Dr. Gerardo Iñiguez from Institute for Research in Applied Mathematics and Systems, National Autonomous University of Mexico. He is going to talk about:
Modelling complex contagion with tie heterogeneities
Social influence, the effect that the past behaviour of acquaintances has on
our daily decisions, is arguably the main driving mechanism of many complex collective
phenomena in society, including the spreading of innovations, ideas and fads,
or the growth of political and social movements. Many of these processes have
been studied empirically in the past, particularly with regards to the
existence of so-called adoption cascades, where large number of people adopt
the same behaviour in a relatively short time.
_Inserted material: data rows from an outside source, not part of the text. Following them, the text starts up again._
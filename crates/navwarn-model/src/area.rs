//! Sea-area hierarchy with localized names

use serde::{Deserialize, Serialize};

/// A named sea area; `parent` links form the ancestor chain the encoder
/// walks when resolving display names.
#[derive(Debug, Clone, PartialEq, Serialize, Deserialize)]
pub struct Area {
    /// Localized names
    pub descs: Vec<AreaDesc>,
    /// Parent area, if any
    pub parent: Option<Box<Area>>,
}

/// Localized area name
#[derive(Debug, Clone, PartialEq, Eq, Serialize, Deserialize)]
pub struct AreaDesc {
    /// ISO 639-1 language code
    pub lang: String,
    /// Display name in that language
    pub name: Option<String>,
}

impl Area {
    /// Localized name record for the given language, if present.
    pub fn desc(&self, lang: &str) -> Option<&AreaDesc> {
        self.descs.iter().find(|desc| desc.lang == lang)
    }

    /// The area followed by its ancestors, nearest first.
    pub fn ancestors(&self) -> impl Iterator<Item = &Area> {
        std::iter::successors(Some(self), |area| area.parent.as_deref())
    }
}

#[cfg(test)]
mod tests {
    use super::*;

    fn named(lang: &str, name: &str) -> AreaDesc {
        AreaDesc {
            lang: lang.to_string(),
            name: Some(name.to_string()),
        }
    }

    #[test]
    fn test_ancestors_nearest_first() {
        let area = Area {
            descs: vec![named("en", "Drogden")],
            parent: Some(Box::new(Area {
                descs: vec![named("en", "The Sound")],
                parent: None,
            })),
        };

        let names: Vec<_> = area
            .ancestors()
            .filter_map(|a| a.desc("en").and_then(|d| d.name.as_deref()))
            .collect();
        assert_eq!(names, vec!["Drogden", "The Sound"]);
    }

    #[test]
    fn test_desc_lookup_by_language() {
        let area = Area {
            descs: vec![named("da", "Østersøen"), named("en", "The Baltic Sea")],
            parent: None,
        };
        assert_eq!(
            area.desc("da").and_then(|d| d.name.as_deref()),
            Some("Østersøen")
        );
        assert!(area.desc("de").is_none());
    }
}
Moreover, they have been
modelled either as simple contagion (where adoption is driven by independent
contagion stimuli, like the Bass model of innovation diffusion), or as complex
contagion (where a threshold on the number of adopting neighbours in a
network determines spreading, like the Watts model of adoption cascades).
However, it is still unclear whether real spreading phenomena is regulated by
simple or complex contagion (or a combination of both), which makes it difficult to identify
cognitive and social mechanisms that may control the collective action of
large groups of people. Furthermore, most spreading models disregard one relevant
property of real social networks, namely tie heterogeneities in terms of social influence.
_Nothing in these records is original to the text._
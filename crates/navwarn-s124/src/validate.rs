//! Schema validation of serialized datasets
//!
//! The schema is parsed once at construction; that is the only fatal point.
//! Validation itself never fails as a Rust error: every schema mismatch is
//! returned as a [`Diagnostic`], document-parse failures included.

use std::path::{Path, PathBuf};

use libxml::error::{StructuredError, XmlErrorLevel};
use libxml::parser::Parser;
use libxml::schemas::{SchemaParserContext, SchemaValidationContext};
use serde::Serialize;
use thiserror::Error;

/// Severity of one validation finding.
#[derive(Debug, Clone, Copy, PartialEq, Eq, Serialize)]
pub enum Severity {
    /// Schema warning
    Warning,
    /// Schema violation
    Error,
    /// Fatal parser-level problem
    Fatal,
    /// Problem outside the schema engine's severity scheme, e.g. the
    /// document not being well-formed XML
    Unknown,
    /// I/O failure while reading the document
    Io,
}

/// One validation finding. Findings are data, never Rust errors.
#[derive(Debug, Clone, Serialize)]
pub struct Diagnostic {
    /// Severity of the finding
    pub severity: Severity,
    /// Human-readable description
    pub message: String,
    /// 1-based line in the validated text, when known
    pub line: Option<u32>,
    /// 1-based column in the validated text, when known
    pub column: Option<u32>,
}

/// Schema loading failure; construction is the only fatal point of the
/// validator.
#[derive(Error, Debug)]
pub enum SchemaError {
    /// The schema could not be parsed
    #[error("failed to load schema {path}: {details}")]
    Load {
        /// Path of the schema that failed to load
        path: String,
        /// Parser messages, joined
        details: String,
    },
}

/// Validator holding the S-124 schema, parsed once at construction.
///
/// The underlying libxml2 validation context accumulates error state during
/// a run, so validation takes `&mut self`; use one validator per thread for
/// concurrent validation. Encoding itself needs no shared state at all.
pub struct S124Validator {
    schema: SchemaValidationContext,
    parser: Parser,
}

impl S124Validator {
    /// Load the schema from the given path.
    pub fn new(schema_path: impl AsRef<Path>) -> Result<Self, SchemaError> {
        let path = schema_path.as_ref();
        let mut schema_parser = SchemaParserContext::from_file(&path.to_string_lossy());
        let schema =
            SchemaValidationContext::from_parser(&mut schema_parser).map_err(|errors| {
                SchemaError::Load {
                    path: path.display().to_string(),
                    details: join_messages(&errors),
                }
            })?;
        Ok(Self {
            schema,
            parser: Parser::default(),
        })
    }

    /// Path of the schema bundled with this crate.
    pub fn bundled_schema() -> PathBuf {
        Path::new(env!("CARGO_MANIFEST_DIR")).join("schemas/S124.xsd")
    }

    /// Validate serialized dataset text, returning every finding in schema
    /// order. An empty list means the document is valid.
    pub fn validate(&mut self, xml: &str) -> Vec<Diagnostic> {
        let document = match self.parser.parse_string(xml) {
            Ok(document) => document,
            Err(err) => {
                return vec![Diagnostic {
                    severity: Severity::Unknown,
                    message: format!("document is not well-formed XML: {err:?}"),
                    line: None,
                    column: None,
                }];
            }
        };

        match self.schema.validate_document(&document) {
            Ok(()) => Vec::new(),
            Err(errors) => errors.iter().map(diagnostic_from).collect(),
        }
    }

    /// Validate an XML file on disk. Read failures become a single
    /// [`Severity::Io`] finding.
    pub fn validate_file(&mut self, path: impl AsRef<Path>) -> Vec<Diagnostic> {
        match std::fs::read_to_string(path.as_ref()) {
            Ok(xml) => self.validate(&xml),
            Err(err) => vec![Diagnostic {
                severity: Severity::Io,
                message: format!("failed to read {}: {err}", path.as_ref().display()),
                line: None,
                column: None,
            }],
        }
    }
}

fn diagnostic_from(error: &StructuredError) -> Diagnostic {
    let severity = match error.level {
        XmlErrorLevel::Warning => Severity::Warning,
        XmlErrorLevel::Error => Severity::Error,
        XmlErrorLevel::Fatal => Severity::Fatal,
        XmlErrorLevel::None => Severity::Unknown,
    };
    Diagnostic {
        severity,
        message: error
            .message
            .as_deref()
            .map(str::trim_end)
            .unwrap_or_default()
            .to_string(),
        line: error.line.and_then(|line| u32::try_from(line).ok()),
        column: error.col.and_then(|col| u32::try_from(col).ok()),
    }
}

fn join_messages(errors: &[StructuredError]) -> String {
    let joined = errors
        .iter()
        .filter_map(|error| error.message.as_deref().map(str::trim_end))
        .collect::<Vec<_>>()
        .join("; ");
    if joined.is_empty() {
        "no parser detail available".to_string()
    } else {
        joined
    }
}

#[cfg(test)]
mod tests {
    use super::*;
    use crate::encode::encode_dataset;
    use crate::serializer::to_xml;
    use chrono::{TimeZone, Utc};
    use navwarn_model::{
        Feature, FeatureCollection, Geometry, MainType, Message, MessageDesc, MessagePart,
        MessagePartDesc, WarningCategory,
    };

    fn sample_message() -> Message {
        Message {
            id: "a3184c2f".to_string(),
            short_id: Some("NW-016-17".to_string()),
            main_type: MainType::Nw,
            category: WarningCategory::LocalWarning,
            number: Some(16),
            year: Some(2017),
            publish_date_from: Utc.with_ymd_and_hms(2017, 6, 1, 10, 30, 0).single(),
            publish_date_to: None,
            descs: vec![MessageDesc {
                lang: "en".to_string(),
                title: Some("Racon out of order.".to_string()),
            }],
            parts: vec![MessagePart {
                index_no: 0,
                descs: vec![MessagePartDesc {
                    lang: "en".to_string(),
                    details: Some("The racon on buoy no. 2 is out of order.".to_string()),
                }],
                event_dates: vec![],
                geometry: Some(FeatureCollection {
                    features: vec![Feature {
                        geometry: Some(Geometry::Point {
                            coordinates: vec![12.61, 55.57],
                        }),
                    }],
                }),
            }],
            areas: vec![],
            references: vec![],
        }
    }

    fn validator() -> S124Validator {
        S124Validator::new(S124Validator::bundled_schema()).unwrap()
    }

    #[test]
    fn test_encoded_dataset_is_schema_valid() {
        let dataset = encode_dataset(&sample_message(), "en").unwrap();
        let xml = to_xml(&dataset, true).unwrap();

        let diagnostics = validator().validate(&xml);
        assert!(diagnostics.is_empty(), "unexpected findings: {diagnostics:?}");
    }

    #[test]
    fn test_three_malformed_elements_yield_three_diagnostics() {
        let dataset = encode_dataset(&sample_message(), "en").unwrap();
        let xml = to_xml(&dataset, true)
            .unwrap()
            .replace(
                "<S124:warningNumber>16</S124:warningNumber>",
                "<S124:warningNumber>sixteen</S124:warningNumber>",
            )
            .replace(
                "<S124:year>17</S124:year>",
                "<S124:year>seventeen</S124:year>",
            )
            .replace(
                "<S100:featureIdentificationNumber>9999</S100:featureIdentificationNumber>",
                "<S100:featureIdentificationNumber>many</S100:featureIdentificationNumber>",
            );

        let diagnostics = validator().validate(&xml);
        assert_eq!(diagnostics.len(), 3, "findings: {diagnostics:?}");
        for diagnostic in &diagnostics {
            assert_eq!(diagnostic.severity, Severity::Error);
            assert!(diagnostic.line.is_some());
        }
        // findings arrive in document order on distinct lines
        let lines: Vec<_> = diagnostics.iter().map(|d| d.line.unwrap()).collect();
        assert!(lines.windows(2).all(|pair| pair[0] < pair[1]));
    }

    #[test]
    fn test_not_well_formed_input_is_unknown() {
        let diagnostics = validator().validate("<S124:DataSet>");
        assert_eq!(diagnostics.len(), 1);
        assert_eq!(diagnostics[0].severity, Severity::Unknown);
    }

    #[test]
    fn test_diagnostics_serialize_with_location_fields() {
        let diagnostics = validator().validate("<S124:DataSet>");
        let json = serde_json::to_string(&diagnostics).unwrap();
        assert!(json.contains(r#""severity":"Unknown""#));
        assert!(json.contains(r#""line":null"#));
        assert!(json.contains(r#""column":null"#));
    }

    #[test]
    fn test_missing_file_is_io() {
        let diagnostics = validator().validate_file("no/such/dataset.gml");
        assert_eq!(diagnostics.len(), 1);
        assert_eq!(diagnostics[0].severity, Severity::Io);
    }
}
Influence arriving on social ties may vary from neighbour to neighbour, as it largely depends
on the nature and frequency of interaction with a given friend.
Here we close this gap on the understanding of social contagion by extending
the conventional Watts cascade model to account for tie heterogeneities. We focus on the case of a
bimodal weight distribution, such that spreading is determined by the adoption
threshold of nodes and the standard deviation of tie weights. We find that the
presence of tie heterogeneities induce unexpected dynamical behaviour, as
they either speed up or slow down contagion with respect to the unweighted
case, depending on the adoption threshold and weight standard
deviation. We found this effect to be present in both synthetic and real social networks,
which we verify via numerical simulations and an analytical approach based on
approximate master equations. Moreover, we find that our model with tie heterogeneities
bridges the theoretical descriptions of simple and complex contagion, and
thus hints at the existence of a single mechanism driving social spreading, regardless of the initial
hypotheses used to describe contagion stimuli between individuals. These
results may be instrumental in developing more accurate spreading models that manage to
gauge the rise and extent of real behavioural cascades in society.
Date: 10th January 2017, at 15:00
Place: Amphi J (ENS Lyon, site Monod).